Extracted information:
_ _ _

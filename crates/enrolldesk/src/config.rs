//! Environment-backed configuration for the console and the live client.

use std::env;
use std::time::Duration;

use thiserror::Error;

pub const DEFAULT_API_URL: &str = "http://localhost:8080/api/v1";
pub const DEFAULT_DEBOUNCE_MS: u64 = 1500;

/// Top-level configuration.
#[derive(Debug, Clone)]
pub struct AppConfig {
    pub api: ApiConfig,
    pub telemetry: TelemetryConfig,
}

/// Settings for the remote API and the lookup debounce window.
#[derive(Debug, Clone)]
pub struct ApiConfig {
    pub base_url: String,
    pub debounce_millis: u64,
}

impl ApiConfig {
    pub fn debounce_window(&self) -> Duration {
        Duration::from_millis(self.debounce_millis)
    }
}

#[derive(Debug, Clone)]
pub struct TelemetryConfig {
    pub log_level: String,
}

#[derive(Debug, Error)]
pub enum ConfigError {
    #[error("ENROLLDESK_DEBOUNCE_MS must be an integer number of milliseconds")]
    InvalidDebounce,
}

impl AppConfig {
    pub fn load() -> Result<Self, ConfigError> {
        dotenvy::dotenv().ok();

        let base_url =
            env::var("ENROLLDESK_API_URL").unwrap_or_else(|_| DEFAULT_API_URL.to_string());

        let debounce_millis = match env::var("ENROLLDESK_DEBOUNCE_MS") {
            Ok(value) => value
                .trim()
                .parse::<u64>()
                .map_err(|_| ConfigError::InvalidDebounce)?,
            Err(_) => DEFAULT_DEBOUNCE_MS,
        };

        let log_level = env::var("ENROLLDESK_LOG_LEVEL").unwrap_or_else(|_| "info".to_string());

        Ok(Self {
            api: ApiConfig {
                base_url,
                debounce_millis,
            },
            telemetry: TelemetryConfig { log_level },
        })
    }
}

_ _ _

Instructions for the task:
Exactly as written, repeat the lines from the start of the listing through the line containing "pub fn debounce_window(&self)", both included.

Written answer:
filename crates/enrolldesk/src/config.rs
//! Environment-backed configuration for the console and the live client.

use std::env;
use std::time::Duration;

use thiserror::Error;

pub const DEFAULT_API_URL: &str = "http://localhost:8080/api/v1";
pub const DEFAULT_DEBOUNCE_MS: u64 = 1500;

/// Top-level configuration.
#[derive(Debug, Clone)]
pub struct AppConfig {
    pub api: ApiConfig,
    pub telemetry: TelemetryConfig,
}

/// Settings for the remote API and the lookup debounce window.
#[derive(Debug, Clone)]
pub struct ApiConfig {
    pub base_url: String,
    pub debounce_millis: u64,
}

impl ApiConfig {
    pub fn debounce_window(&self) -> Duration {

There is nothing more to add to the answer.